Task: Using the word "Creates" as the filter, copy each matching line from the records.

☆ ☆ ☆ ☆ ☆

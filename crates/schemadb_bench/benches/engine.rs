//! Storage engine benchmarks.

use criterion::{black_box, criterion_group, criterion_main, BenchmarkId, Criterion, Throughput};
use schemadb_bench::utils::{generate_keys, user_json};
use schemadb_core::{Config, StorageEngine};
use tempfile::TempDir;

fn populated(count: usize) -> (StorageEngine, Vec<String>) {
    let engine = StorageEngine::open_in_memory(Config::default()).unwrap();
    engine
        .create_schema("User", "name:string age:int email:string active:bool")
        .unwrap();
    let keys = generate_keys(count);
    for key in &keys {
        engine.add_record("User", &user_json(key)).unwrap();
    }
    (engine, keys)
}

/// Benchmark adding a record to databases of increasing size.
///
/// Every add saves the whole database, so cost grows with record count.
fn bench_add_record(c: &mut Criterion) {
    let mut group = c.benchmark_group("add_record");

    for count in [10, 100, 1000].iter() {
        group.throughput(Throughput::Elements(1));
        group.bench_with_input(BenchmarkId::new("memory", count), count, |b, &count| {
            let (engine, _) = populated(count);
            let json = user_json("Zed");
            b.iter(|| engine.add_record("User", black_box(&json)).unwrap());
        });
    }

    group.bench_function("file_100", |b| {
        let temp = TempDir::new().unwrap();
        let config = Config::new().root(temp.path()).sync_on_save(false);
        let engine = StorageEngine::open(config).unwrap();
        engine.create_schema("User", "name:string age:int").unwrap();
        for key in generate_keys(100) {
            engine.add_record("User", &user_json(&key)).unwrap();
        }
        let json = user_json("Zed");
        b.iter(|| engine.add_record("User", black_box(&json)).unwrap());
    });

    group.finish();
}

/// Benchmark exact and partial reads.
fn bench_get_record(c: &mut Criterion) {
    let mut group = c.benchmark_group("get_record");
    let (engine, keys) = populated(1000);
    let exact = keys[keys.len() / 2].clone();
    let unique_partial: String = exact.chars().take(8).collect();

    group.bench_function("exact", |b| {
        b.iter(|| engine.get_record("User", black_box(&exact)).unwrap());
    });
    group.bench_function("partial_unique", |b| {
        b.iter(|| engine.get_record("User", black_box(&unique_partial)).unwrap());
    });
    group.bench_function("partial_ambiguous", |b| {
        b.iter(|| engine.get_record("User", black_box("Ali")).unwrap_err());
    });

    group.finish();
}

/// Benchmark listing all records of a schema.
fn bench_list_records(c: &mut Criterion) {
    let mut group = c.benchmark_group("list_records");

    for count in [100, 1000].iter() {
        group.throughput(Throughput::Elements(*count as u64));
        group.bench_with_input(BenchmarkId::from_parameter(count), count, |b, &count| {
            let (engine, _) = populated(count);
            b.iter(|| black_box(engine.list_records("User").unwrap()));
        });
    }
    group.finish();
}

criterion_group!(benches, bench_add_record, bench_get_record, bench_list_records);
criterion_main!(benches);
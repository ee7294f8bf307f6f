//! Record commands: add, get, delete, list.

use schemadb_core::{Record, StorageEngine};

/// Renders a record as one line of compact JSON.
pub fn render(record: &Record) -> String {
    record.value.to_json_string()
}

/// Runs the add command.
pub fn add(engine: &StorageEngine, schema: &str, json: &str) -> Result<(), Box<dyn std::error::Error>> {
    let key = engine.add_record(schema, json)?;
    println!("Record added with key '{key}'");
    Ok(())
}

/// Runs the get command.
pub fn get(engine: &StorageEngine, schema: &str, key: &str) -> Result<(), Box<dyn std::error::Error>> {
    let record = engine.get_record(schema, key)?;
    println!("{}", render(&record));
    Ok(())
}

/// Runs the delete command.
pub fn delete(engine: &StorageEngine, schema: &str, key: &str) -> Result<(), Box<dyn std::error::Error>> {
    engine.delete_record(schema, key)?;
    println!("Record deleted successfully");
    Ok(())
}

/// Runs the list command.
pub fn list(engine: &StorageEngine, schema: &str) -> Result<(), Box<dyn std::error::Error>> {
    let records = engine.list_records(schema)?;
    if records.is_empty() {
        println!("No records in schema '{schema}'");
    }
    for record in &records {
        println!("{}", render(record));
    }
    Ok(())
}

#[cfg(test)]
mod tests {
    use super::*;
    use schemadb_core::{Config, CoreError};

    fn engine() -> StorageEngine {
        let engine = StorageEngine::open_in_memory(Config::default()).unwrap();
        engine.create_schema("User", "name:string age:int").unwrap();
        engine
    }

    #[test]
    fn render_is_compact_json() {
        let engine = engine();
        engine.add_record("User", r#"{ "name": "Alice", "age": 30 }"#).unwrap();
        let line = render(&engine.get_record("User", "Alice").unwrap());

        assert!(!line.contains('\n'));
        assert!(line.starts_with(r#"{"age":30,"#));
        assert!(line.contains(r#""name":"Alice""#));
    }

    #[test]
    fn commands_report_errors() {
        let engine = engine();
        assert!(add(&engine, "User", r#"{"name":"Alice","age":30}"#).is_ok());
        assert!(get(&engine, "User", "Ali").is_ok());
        assert!(list(&engine, "User").is_ok());

        let err = get(&engine, "User", "Bob").unwrap_err();
        assert!(err.downcast_ref::<CoreError>().is_some_and(CoreError::is_not_found));
        assert!(delete(&engine, "User", "Ali").is_err());
        assert!(delete(&engine, "User", "Alice").is_ok());
        assert!(add(&engine, "Ghost", "{}").is_err());
    }
}
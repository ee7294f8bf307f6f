//! File-based storage backend for persistent snapshots.

use crate::backend::StorageBackend;
use crate::error::StorageResult;
use parking_lot::Mutex;
use std::fs::{self, File};
use std::io::{self, Write};
use std::path::{Path, PathBuf};

/// A file-based snapshot backend.
///
/// The snapshot lives in a single file. Replacement uses the
/// write-then-rename pattern:
/// 1. Write to a temporary file next to the target
/// 2. Sync the temporary file to disk
/// 3. Rename it over the target
/// 4. Fsync the directory so the rename itself is durable
///
/// A crash at any point leaves either the old or the new snapshot in place,
/// never a torn file.
///
/// # Example
///
/// ```no_run
/// use schemadb_storage::{FileBackend, StorageBackend};
/// use std::path::Path;
///
/// let backend = FileBackend::open_with_create_dirs(Path::new("dbs/default/store.sdb"), true).unwrap();
/// backend.replace(b"snapshot").unwrap();
/// ```
#[derive(Debug)]
pub struct FileBackend {
    path: PathBuf,
    temp_path: PathBuf,
    sync: bool,
    write_lock: Mutex<()>,
}

impl FileBackend {
    /// Creates a backend for the file at `path`.
    ///
    /// The file itself is not created until the first `replace`. With
    /// `sync` set, every replace is fsynced before and after the rename.
    #[must_use]
    pub fn open(path: &Path, sync: bool) -> Self {
        let mut temp_name = path.file_name().map(|n| n.to_os_string()).unwrap_or_default();
        temp_name.push(".tmp");

        Self {
            path: path.to_path_buf(),
            temp_path: path.with_file_name(temp_name),
            sync,
            write_lock: Mutex::new(()),
        }
    }

    /// Creates a backend, creating parent directories if needed.
    ///
    /// # Errors
    ///
    /// Returns an error if the directories cannot be created.
    pub fn open_with_create_dirs(path: &Path, sync: bool) -> StorageResult<Self> {
        if let Some(parent) = path.parent() {
            fs::create_dir_all(parent)?;
        }
        Ok(Self::open(path, sync))
    }

    /// Returns the path to the snapshot file.
    #[must_use]
    pub fn path(&self) -> &Path {
        &self.path
    }

    #[cfg(unix)]
    fn sync_parent(&self) -> io::Result<()> {
        if let Some(parent) = self.path.parent() {
            File::open(parent)?.sync_all()?;
        }
        Ok(())
    }

    #[cfg(not(unix))]
    fn sync_parent(&self) -> io::Result<()> {
        // NTFS journals metadata; directory handles cannot be fsynced.
        Ok(())
    }
}

impl StorageBackend for FileBackend {
    fn read(&self) -> StorageResult<Option<Vec<u8>>> {
        match fs::read(&self.path) {
            Ok(data) => Ok(Some(data)),
            Err(e) if e.kind() == io::ErrorKind::NotFound => Ok(None),
            Err(e) => Err(e.into()),
        }
    }

    fn replace(&self, data: &[u8]) -> StorageResult<()> {
        let _guard = self.write_lock.lock();

        if let Some(parent) = self.path.parent() {
            fs::create_dir_all(parent)?;
        }

        let mut file = File::create(&self.temp_path)?;
        file.write_all(data)?;
        if self.sync {
            file.sync_all()?;
        }
        drop(file);

        if let Err(e) = fs::rename(&self.temp_path, &self.path) {
            let _ = fs::remove_file(&self.temp_path);
            return Err(e.into());
        }

        if self.sync {
            self.sync_parent()?;
        }

        tracing::trace!(path = %self.path.display(), bytes = data.len(), "snapshot replaced");
        Ok(())
    }

    fn size(&self) -> StorageResult<u64> {
        match fs::metadata(&self.path) {
            Ok(meta) => Ok(meta.len()),
            Err(e) if e.kind() == io::ErrorKind::NotFound => Ok(0),
            Err(e) => Err(e.into()),
        }
    }

    fn location(&self) -> String {
        self.path.display().to_string()
    }
}
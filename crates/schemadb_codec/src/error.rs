//! Error types for the codec crate.

use thiserror::Error;

/// Result type for codec operations.
pub type CodecResult<T> = Result<T, CodecError>;

/// Errors that can occur during encoding or decoding.
#[derive(Error, Debug, Clone, PartialEq, Eq)]
pub enum CodecError {
    /// Input text is not valid JSON.
    #[error("invalid JSON: {message}")]
    InvalidJson {
        /// Parser message, including line and column.
        message: String,
    },

    /// NaN values cannot be stored.
    #[error("NaN values are forbidden")]
    NaNForbidden,

    /// Indefinite-length items are forbidden.
    #[error("indefinite-length items are forbidden")]
    IndefiniteLengthForbidden,

    /// Invalid UTF-8 string.
    #[error("invalid UTF-8 string")]
    InvalidUtf8,

    /// Unexpected end of input.
    #[error("unexpected end of input")]
    UnexpectedEof,

    /// Invalid encoded structure.
    #[error("invalid structure: {message}")]
    InvalidStructure {
        /// Description of the structural error.
        message: String,
    },

    /// Unsupported encoded type.
    #[error("unsupported type: {type_name}")]
    UnsupportedType {
        /// Name of the unsupported type.
        type_name: String,
    },

    /// Integer does not fit in an `i64`.
    #[error("integer overflow")]
    IntegerOverflow,

    /// A declared length exceeds the decoder's limits.
    #[error("size limit exceeded: claimed {claimed}, max {max_allowed}")]
    SizeLimitExceeded {
        /// Length claimed by the input.
        claimed: u64,
        /// Largest accepted length.
        max_allowed: u64,
    },

    /// Values are nested deeper than the decoder allows.
    #[error("nesting deeper than {max_depth} levels")]
    TooDeep {
        /// Largest accepted depth.
        max_depth: usize,
    },

    /// Snapshot header is not recognised.
    #[error("invalid snapshot header: {message}")]
    InvalidHeader {
        /// Description of the header problem.
        message: String,
    },

    /// Snapshot checksum does not match its contents.
    #[error("checksum mismatch: expected {expected:08x}, got {actual:08x}")]
    ChecksumMismatch {
        /// Checksum stored in the file.
        expected: u32,
        /// Checksum computed over the contents.
        actual: u32,
    },
}

impl CodecError {
    /// Create an invalid structure error.
    pub fn invalid_structure(message: impl Into<String>) -> Self {
        Self::InvalidStructure {
            message: message.into(),
        }
    }

    /// Create an unsupported type error.
    pub fn unsupported_type(type_name: impl Into<String>) -> Self {
        Self::UnsupportedType {
            type_name: type_name.into(),
        }
    }

    /// Create an invalid header error.
    pub fn invalid_header(message: impl Into<String>) -> Self {
        Self::InvalidHeader {
            message: message.into(),
        }
    }
}

impl From<serde_json::Error> for CodecError {
    fn from(err: serde_json::Error) -> Self {
        Self::InvalidJson {
            message: err.to_string(),
        }
    }
}
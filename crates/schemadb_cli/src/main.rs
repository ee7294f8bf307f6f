//! SchemaDB CLI
//!
//! Command-line front end for SchemaDB.
//!
//! # Commands
//!
//! - `schema [name [fields...]]` - List, view or define schemas
//! - `add <schema> <json>` - Add or replace a record
//! - `get|view <schema> <key>` - Fetch a record by full or partial key
//! - `delete <schema> <key>` - Delete a record by exact key
//! - `list <schema>` - List every record of a schema
//! - `use <db>` - Select (and create) a database
//! - `dbs` - List databases
//! - `wipe|drop` - Remove everything from the selected database
//! - `inspect` - Display database statistics
//! - `verify` - Check snapshots and indexes

mod commands;

use clap::{Parser, Subcommand};
use schemadb_core::{Config, StorageEngine};
use std::path::PathBuf;
use std::process::ExitCode;
use tracing::debug;
use tracing_subscriber::EnvFilter;

/// SchemaDB: a schema-validated record store.
#[derive(Parser)]
#[command(name = "schemadb")]
#[command(author, version, about, long_about = None)]
struct Cli {
    /// Directory holding the databases
    #[arg(global = true, short, long, default_value = "./dbs")]
    path: PathBuf,

    /// Database to select before running the command
    #[arg(global = true, long, default_value = "default")]
    db: String,

    /// Enable verbose output
    #[arg(global = true, short, long)]
    verbose: bool,

    #[command(subcommand)]
    command: Commands,
}

#[derive(Subcommand)]
enum Commands {
    /// List schemas, show one schema, or define a schema
    Schema {
        /// Schema name
        name: Option<String>,

        /// Field declarations such as `name:string age:int`
        fields: Vec<String>,
    },

    /// Add a record (replaces a record with the same key)
    Add {
        /// Schema name
        schema: String,

        /// Record as a JSON object
        json: String,
    },

    /// Fetch a record by full or partial key
    #[command(visible_alias = "view")]
    Get {
        /// Schema name
        schema: String,

        /// Full key or unique key prefix
        key: String,
    },

    /// Delete a record by its exact key
    Delete {
        /// Schema name
        schema: String,

        /// Full key
        key: String,
    },

    /// List every record of a schema
    List {
        /// Schema name
        schema: String,
    },

    /// Select a database, creating it if needed
    Use {
        /// Database name
        name: String,
    },

    /// List databases
    Dbs,

    /// Remove every schema and record from the selected database
    #[command(visible_alias = "drop")]
    Wipe,

    /// Display database statistics
    Inspect {
        /// Output format (text, json)
        #[arg(short, long, default_value = "text")]
        format: String,
    },

    /// Check snapshot files and partial-key indexes
    Verify,

    /// Show version information
    Version,
}

fn main() -> ExitCode {
    let cli = Cli::parse();

    // Logs go to stderr so record output on stdout stays clean.
    let filter = if cli.verbose {
        EnvFilter::new("debug")
    } else {
        EnvFilter::new("warn")
    };
    tracing_subscriber::fmt()
        .with_env_filter(filter)
        .with_writer(std::io::stderr)
        .init();

    match run(cli) {
        Ok(()) => ExitCode::SUCCESS,
        Err(err) => {
            println!("Error: {err}");
            ExitCode::FAILURE
        }
    }
}

fn run(cli: Cli) -> Result<(), Box<dyn std::error::Error>> {
    if let Commands::Version = cli.command {
        println!("SchemaDB CLI v{}", env!("CARGO_PKG_VERSION"));
        println!("SchemaDB Core v{}", schemadb_core::VERSION);
        return Ok(());
    }

    let config = Config::new()
        .root(cli.path.clone())
        .default_database(cli.db.clone());
    let engine = StorageEngine::open(config)?;
    debug!(root = %cli.path.display(), database = %engine.current_database(), "engine ready");

    match cli.command {
        Commands::Schema { name, fields } => commands::schema::run(&engine, name.as_deref(), &fields)?,
        Commands::Add { schema, json } => commands::records::add(&engine, &schema, &json)?,
        Commands::Get { schema, key } => commands::records::get(&engine, &schema, &key)?,
        Commands::Delete { schema, key } => commands::records::delete(&engine, &schema, &key)?,
        Commands::List { schema } => commands::records::list(&engine, &schema)?,
        Commands::Use { name } => commands::database::use_database(&engine, &name)?,
        Commands::Dbs => commands::database::list(&engine)?,
        Commands::Wipe => commands::database::wipe(&engine)?,
        Commands::Inspect { format } => commands::inspect::run(&engine, &cli.path, &format)?,
        Commands::Verify => commands::verify::run(&engine, &cli.path)?,
        Commands::Version => {}
    }

    Ok(())
}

☆ ☆ ☆ ☆ ☆

Finished task:
    /// Creates a backend for the file at `path`.
    /// Creates a backend, creating parent directories if needed.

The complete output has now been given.